Working on a double Ph.D/M.D. degree, he hoped one day to be a physician laboratory researcher in a teaching hospital, although getting that much personal information from him took much coaxing. He was a first generation college graduate in his immigrant family and their hopes and dreams were riding on his success. It was clear he was their bridge to success in their new home and new life. He rarely socialized with other students after class, nor did he join in study groups. At the end of the day, he would cram every book into his huge back pack, sling it over his slight frame and head out for the city bus to return home to his parents’ house located near the north end of Seattle’s Aurora Bridge.

My opportunity to work with George came during our first clinical experience in our first year of classes, working in pairs to interview patients in hospitals, practicing our skills at taking histories. When we divided up the questions beforehand, George was more than willing to let me ask about our patients’ family and spiritual support systems, their interpersonal relationships and sexual history, and their struggles with depression or other mental illness. He was much more interested in the detail of their illness and physical symptoms, so we made a good team documenting excellent patient medical histories. George admitted to me that talking to people was a challenge for him. His passion for healing was in the lab, in his future research and in his hope for discovery of new treatments for disease. He knew his best work would not be at the bedside.

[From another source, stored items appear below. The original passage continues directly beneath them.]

use crate::jvm::class_graph::ClassId;
use crate::jvm::{BinaryName, RefType};
use std::cmp::Ordering;
use std::collections::HashSet;

/// Subtyping relationship between types
///
/// The answer is `None` when it depends on classes whose super types aren't known.
pub trait Assignable {
    /// Is the first type assignable to the second?
    fn is_assignable(&self, super_type: &Self) -> Option<bool>;
}

/// This does a traversal of super types in the class graph to determine assignability
impl<'g> Assignable for ClassId<'g> {
    fn is_assignable(&self, super_type: &ClassId<'g>) -> Option<bool> {
        if super_type.name == BinaryName::OBJECT {
            return Some(true);
        }

        let mut supertypes_to_visit: Vec<ClassId<'g>> = vec![*self];
        let mut dont_revisit: HashSet<ClassId<'g>> = HashSet::new();
        dont_revisit.insert(*self);
        let mut saw_missing = false;

        // Optimization: if the super type is a class, then skip visiting interfaces
        let super_is_class: bool = !super_type.is_interface() && !super_type.is_missing();

        while let Some(class_data) = supertypes_to_visit.pop() {
            if class_data == *super_type {
                return Some(true);
            }
            saw_missing |= class_data.is_missing();
            let class_data = class_data.0;

            // Enqueue next types to visit
            if let Some(superclass) = class_data.superclass {
                if dont_revisit.insert(superclass) {
                    supertypes_to_visit.push(superclass);
                }
            }
            if !super_is_class {
                for interface in &class_data.interfaces {
                    let interface = *interface;
                    if dont_revisit.insert(interface) {
                        supertypes_to_visit.push(interface);
                    }
                }
            }
        }

        if saw_missing {
            None
        } else {
            Some(false)
        }
    }
}

/// This matches the semantics of the prolog predicate `isJavaAssignable(sub_type, super_type)` in
/// the JVM verifier specification.
impl<'g> Assignable for RefType<ClassId<'g>> {
    fn is_assignable(&self, super_type: &RefType<ClassId<'g>>) -> Option<bool> {
        match (self, super_type) {
            // Special superclass and interfaces of all arrays
            (
                RefType::PrimitiveArray(_) | RefType::ObjectArray(_),
                RefType::Object(object_type),
            ) => Some(is_array_type_assignable(&object_type.name)),

            // Primitive arrays must match in dimension and type
            (RefType::PrimitiveArray(arr1), RefType::PrimitiveArray(arr2)) => Some(arr1 == arr2),

            // Higher dimensional primitive arrays can be subtypes of object arrays
            (RefType::PrimitiveArray(arr1), RefType::ObjectArray(arr2)) => {
                match arr1.additional_dimensions.cmp(&arr2.additional_dimensions) {
                    Ordering::Less | Ordering::Equal => Some(false),
                    Ordering::Greater => Some(is_array_type_assignable(&arr2.element_type.name)),
                }
            }

            // Cursed (unsound) covariance of arrays
            (RefType::ObjectArray(arr1), RefType::ObjectArray(arr2)) => {
                match arr1.additional_dimensions.cmp(&arr2.additional_dimensions) {
                    Ordering::Less => Some(false),
                    Ordering::Equal => arr1.element_type.is_assignable(&arr2.element_type),
                    Ordering::Greater => Some(is_array_type_assignable(&arr2.element_type.name)),
                }
            }

            // Object-to-object assignability holds if there is a path through super type edges
            (RefType::Object(cls1), RefType::Object(cls2)) => cls1.is_assignable(cls2),

            _ => Some(false),
        }
    }
}

/// Check if arrays can be assigned to a super type
///
/// This bakes in knowledge of the small, finite set of super types arrays have.
fn is_array_type_assignable(super_type: &BinaryName) -> bool {
    super_type == &BinaryName::OBJECT
        || super_type == &BinaryName::CLONEABLE
        || super_type == &BinaryName::SERIALIZABLE
}

/// What can be said statically about an `instanceof` test
#[derive(Copy, Clone, PartialEq, Eq, Debug, Hash)]
pub enum Narrowing {
    /// Every (non-null) value of the static type passes
    Always,

    /// Some values may pass, depending on their runtime class
    Possible,

    /// No value of the static type can pass
    Impossible,
}

/// Can a value whose static type is `value_type` be an instance of `test_type`?
///
/// This follows the Java casting rules: unrelated classes can never overlap, but a non-final
/// class may always have a subclass implementing any given interface.
pub fn narrowing<'g>(value_type: &RefType<ClassId<'g>>, test_type: &RefType<ClassId<'g>>) -> Narrowing {
    match value_type.is_assignable(test_type) {
        Some(true) => return Narrowing::Always,
        None => return Narrowing::Possible,
        Some(false) => (),
    }
    match test_type.is_assignable(value_type) {
        Some(true) | None => return Narrowing::Possible,
        Some(false) => (),
    }

    match (value_type, test_type) {
        (RefType::Object(cls1), RefType::Object(cls2)) => {
            let is_final = |cls: &ClassId<'g>| {
                cls.access_flags
                    .contains(crate::jvm::ClassAccessFlags::FINAL)
            };
            let overlaps = match (cls1.is_interface(), cls2.is_interface()) {
                (true, true) => true,
                (true, false) => !is_final(cls2),
                (false, true) => !is_final(cls1),
                (false, false) => false,
            };
            if overlaps {
                Narrowing::Possible
            } else {
                Narrowing::Impossible
            }
        }
        (RefType::ObjectArray(arr1), RefType::ObjectArray(arr2))
            if arr1.additional_dimensions == arr2.additional_dimensions =>
        {
            match narrowing(
                &RefType::Object(arr1.element_type),
                &RefType::Object(arr2.element_type),
            ) {
                Narrowing::Impossible => Narrowing::Impossible,
                _ => Narrowing::Possible,
            }
        }
        _ => Narrowing::Impossible,
    }
}

#[cfg(test)]
mod test {
    use crate::jvm::class_graph::{
        narrowing, Assignable, ClassData, ClassGraph, ClassGraphArenas, ClassOrigin, JavaLibrary,
        Narrowing,
    };
    use crate::jvm::{BinaryName, ClassAccessFlags, FieldType, Name, RefType};

    #[test]
    fn simple_classes() {
        let arenas = ClassGraphArenas::new();
        let class_graph = ClassGraph::new(&arenas);
        let java = JavaLibrary::add_to_graph(&class_graph);

        let object_cls = &java.object;
        let string_cls = &java.string;

        assert_eq!(
            object_cls.is_assignable(object_cls),
            Some(true),
            "java.lang.Object <: java.lang.Object"
        );
        assert_eq!(
            string_cls.is_assignable(string_cls),
            Some(true),
            "java.lang.String <: java.lang.String"
        );
        assert_eq!(
            string_cls.is_assignable(object_cls),
            Some(true),
            "java.lang.String <: java.lang.Object"
        );
        assert_eq!(
            object_cls.is_assignable(string_cls),
            Some(false),
            "java.lang.Object </: java.lang.String"
        );
    }

    #[test]
    fn transitive_classes() {
        let arenas = ClassGraphArenas::new();
        let class_graph = ClassGraph::new(&arenas);
        let java = JavaLibrary::add_to_graph(&class_graph);

        let object_cls = &java.object;
        let number_cls = &java.number;
        let integer_cls = &java.integer;

        assert_eq!(integer_cls.is_assignable(number_cls), Some(true), "Integer <: Number");
        assert_eq!(integer_cls.is_assignable(object_cls), Some(true), "Integer <: Object");
        assert_eq!(number_cls.is_assignable(integer_cls), Some(false), "Number </: Integer");
        assert_eq!(object_cls.is_assignable(integer_cls), Some(false), "Object </: Integer");
    }

    #[test]
    fn simple_interfaces() {
        let arenas = ClassGraphArenas::new();
        let class_graph = ClassGraph::new(&arenas);
        let java = JavaLibrary::add_to_graph(&class_graph);

        let object_cls = &java.object;
        let string_cls = &java.string;
        let charsequence_cls = &java.char_sequence;

        assert_eq!(
            string_cls.is_assignable(charsequence_cls),
            Some(true),
            "java.lang.String <: java.lang.CharSequence"
        );
        assert_eq!(
            charsequence_cls.is_assignable(object_cls),
            Some(true),
            "java.lang.CharSequence <: java.lang.Object"
        );
        assert_eq!(
            charsequence_cls.is_assignable(string_cls),
            Some(false),
            "java.lang.CharSequence </: java.lang.String"
        );
    }

    #[test]
    fn arrays() {
        let arenas = ClassGraphArenas::new();
        let class_graph = ClassGraph::new(&arenas);
        let java = JavaLibrary::add_to_graph(&class_graph);

        let object_cls = &RefType::Object(java.object);
        let int_array = &RefType::array(FieldType::int());
        let long_array = &RefType::array(FieldType::long());
        let integer_array = &RefType::array(FieldType::object(java.integer));
        let number_array = &RefType::array(FieldType::object(java.number));
        let nested_int_array = &RefType::array(FieldType::array(FieldType::int()));
        let object_array = &RefType::array(FieldType::object(java.object));

        assert_eq!(int_array.is_assignable(object_cls), Some(true), "[]int <: Object");
        assert_eq!(object_cls.is_assignable(int_array), Some(false), "Object </: []int");
        assert_eq!(int_array.is_assignable(long_array), Some(false), "[]int </: []long");
        assert_eq!(
            integer_array.is_assignable(number_array),
            Some(true),
            "[]Integer <: []Number"
        );
        assert_eq!(
            number_array.is_assignable(integer_array),
            Some(false),
            "[]Number </: []Integer"
        );
        assert_eq!(
            nested_int_array.is_assignable(object_array),
            Some(true),
            "[][]int <: []Object"
        );
        assert_eq!(
            object_array.is_assignable(nested_int_array),
            Some(false),
            "[]Object </: [][]int"
        );
    }

    #[test]
    fn missing_super_types() {
        let arenas = ClassGraphArenas::new();
        let class_graph = ClassGraph::new(&arenas);
        let java = JavaLibrary::add_to_graph(&class_graph);

        let missing = class_graph
            .lookup_or_missing(&BinaryName::from_string(String::from("lib/Unknown")).unwrap());
        let woven = class_graph.add_class(ClassData::new(
            BinaryName::from_string(String::from("app/Woven")).unwrap(),
            ClassOrigin::Woven,
            Some(missing),
            vec![],
            ClassAccessFlags::PUBLIC,
        ));

        assert_eq!(woven.is_assignable(&missing), Some(true));
        assert_eq!(woven.is_assignable(&java.object), Some(true));
        assert_eq!(woven.is_assignable(&java.string), None);
        assert_eq!(java.string.is_assignable(&woven), Some(false));
        assert_eq!(missing.name.as_str(), "lib/Unknown");
    }

    #[test]
    fn instanceof_feasibility() {
        let arenas = ClassGraphArenas::new();
        let class_graph = ClassGraph::new(&arenas);
        let java = JavaLibrary::add_to_graph(&class_graph);
        let class = |name: &str, flags: ClassAccessFlags| {
            class_graph.add_class(ClassData::new(
                BinaryName::from_string(name.to_owned()).unwrap(),
                ClassOrigin::Woven,
                Some(java.object),
                vec![],
                flags,
            ))
        };
        let type_b = RefType::Object(class("app/TypeB", ClassAccessFlags::PUBLIC));
        let type_c = RefType::Object(class("app/TypeC", ClassAccessFlags::PUBLIC));
        let final_d = RefType::Object(class(
            "app/FinalD",
            ClassAccessFlags::PUBLIC | ClassAccessFlags::FINAL,
        ));
        let iface = RefType::Object(class(
            "app/Iface",
            ClassAccessFlags::PUBLIC | ClassAccessFlags::INTERFACE | ClassAccessFlags::ABSTRACT,
        ));
        let object = RefType::Object(java.object);

        assert_eq!(narrowing(&type_c, &type_b), Narrowing::Impossible);
        assert_eq!(narrowing(&type_b, &object), Narrowing::Always);
        assert_eq!(narrowing(&object, &type_b), Narrowing::Possible);
        assert_eq!(narrowing(&type_c, &iface), Narrowing::Possible);
        assert_eq!(narrowing(&final_d, &iface), Narrowing::Impossible);
        assert_eq!(narrowing(&iface, &final_d), Narrowing::Impossible);
    }
}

Once our class started full time clinical rotations in hospitals in our third year, students were assigned in small groups together, working under attending physicians, residents and interns in the traditional teaching hospital hierarchy.  Medical students do the grunt work for the medical team, with most of the patient contact being the duty of the medical student.

Despite his quiet nature, George excelled in the clinical work of his internal medicine rotation, and then went on to his 6 week surgical rotation. He was assigned to a particularly difficult chief resident who had a reputation for grilling students over the operating table about anatomy and being very picky about how his patients were cared for. George was always ready for the questions in the OR, never missing a one, and worked beyond the 36 hours on, 12 hours off schedule to make sure all his work was complete. He was barely getting home to sleep, just to turn around to catch the bus in the early dawn to head back to the hospital. One morning, in his exhaustion, he overslept by an hour, and rushed to arrive barely in time for 6 AM rounds at the hospital. He was unable to gather his patients’ lab results or organize information for the chief resident. When it was clear George was not prepared, the chief resident, irritated, told him to leave and not bother to return.

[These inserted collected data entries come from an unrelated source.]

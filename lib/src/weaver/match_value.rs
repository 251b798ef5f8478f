use std::ops::Not;

/// Outcome of matching a pointcut against a shadow
///
/// `Yes` and `No` are decided statically. `Maybe` is decided at runtime by a residual test.
/// `Never` is a stronger `No` which fast matching uses to say that no shadow of the given shape
/// can ever match, whatever the runtime values. Full matching never produces it.
#[derive(Copy, Clone, PartialEq, Eq, Hash, Debug)]
pub enum MatchValue {
    Yes,
    No,
    Maybe,
    Never,
}

impl MatchValue {
    pub const ALL: [MatchValue; 4] = [
        MatchValue::Yes,
        MatchValue::No,
        MatchValue::Maybe,
        MatchValue::Never,
    ];

    pub fn from_bool(value: bool) -> MatchValue {
        if value {
            MatchValue::Yes
        } else {
            MatchValue::No
        }
    }

    /// Conjunction
    ///
    /// | and   | Yes   | No    | Maybe | Never |
    /// |-------|-------|-------|-------|-------|
    /// | Yes   | Yes   | No    | Maybe | Never |
    /// | No    | No    | No    | No    | Never |
    /// | Maybe | Maybe | No    | Maybe | Never |
    /// | Never | Never | Never | Never | Never |
    pub fn and(self, other: MatchValue) -> MatchValue {
        use MatchValue::*;
        match (self, other) {
            (Never, _) | (_, Never) => Never,
            (No, _) | (_, No) => No,
            (Maybe, _) | (_, Maybe) => Maybe,
            (Yes, Yes) => Yes,
        }
    }

    /// Disjunction
    ///
    /// | or    | Yes   | No    | Maybe | Never |
    /// |-------|-------|-------|-------|-------|
    /// | Yes   | Yes   | Yes   | Yes   | Yes   |
    /// | No    | Yes   | No    | Maybe | No    |
    /// | Maybe | Yes   | Maybe | Maybe | Maybe |
    /// | Never | Yes   | No    | Maybe | Never |
    pub fn or(self, other: MatchValue) -> MatchValue {
        use MatchValue::*;
        match (self, other) {
            (Yes, _) | (_, Yes) => Yes,
            (Maybe, _) | (_, Maybe) => Maybe,
            (No, _) | (_, No) => No,
            (Never, Never) => Never,
        }
    }

    /// Negation
    ///
    /// Something that can never match has a negation that always matches.
    pub fn negate(self) -> MatchValue {
        match self {
            MatchValue::Yes => MatchValue::No,
            MatchValue::No => MatchValue::Yes,
            MatchValue::Maybe => MatchValue::Maybe,
            MatchValue::Never => MatchValue::Yes,
        }
    }

    /// Statically known to hold
    pub fn always_true(self) -> bool {
        self == MatchValue::Yes
    }

    /// Statically known not to hold
    pub fn always_false(self) -> bool {
        matches!(self, MatchValue::No | MatchValue::Never)
    }

    pub fn maybe_true(self) -> bool {
        !self.always_false()
    }
}

impl Not for MatchValue {
    type Output = MatchValue;

    fn not(self) -> MatchValue {
        self.negate()
    }
}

George grabbed his heavy back pack, caught the city bus and in morning rush hour, got off on the south end of Aurora Bridge and started walking toward home. He stopped in the middle of the bridge, set down his back pack on the sidewalk, climbed over the rail and standing briefly on the edge, staring at the water below, he jumped.

At his funeral, his pastor shared the following with his stricken family, instructors and classmates:

“George worked very hard to reach the goals he had set, in his hope to cure diseases. What we must remember is that to reach our goals we must pass over the deepest valleys of our lives. The darkest pit can appear to swallow us up. The Lord is there to bridge that gap as the firm foundation under our feet, ready to hold us up when we teeter on the edge. Don’t ever lose sight of the other side, where the valley will be no more.”

I hope, –no, I know—George is waiting for us there.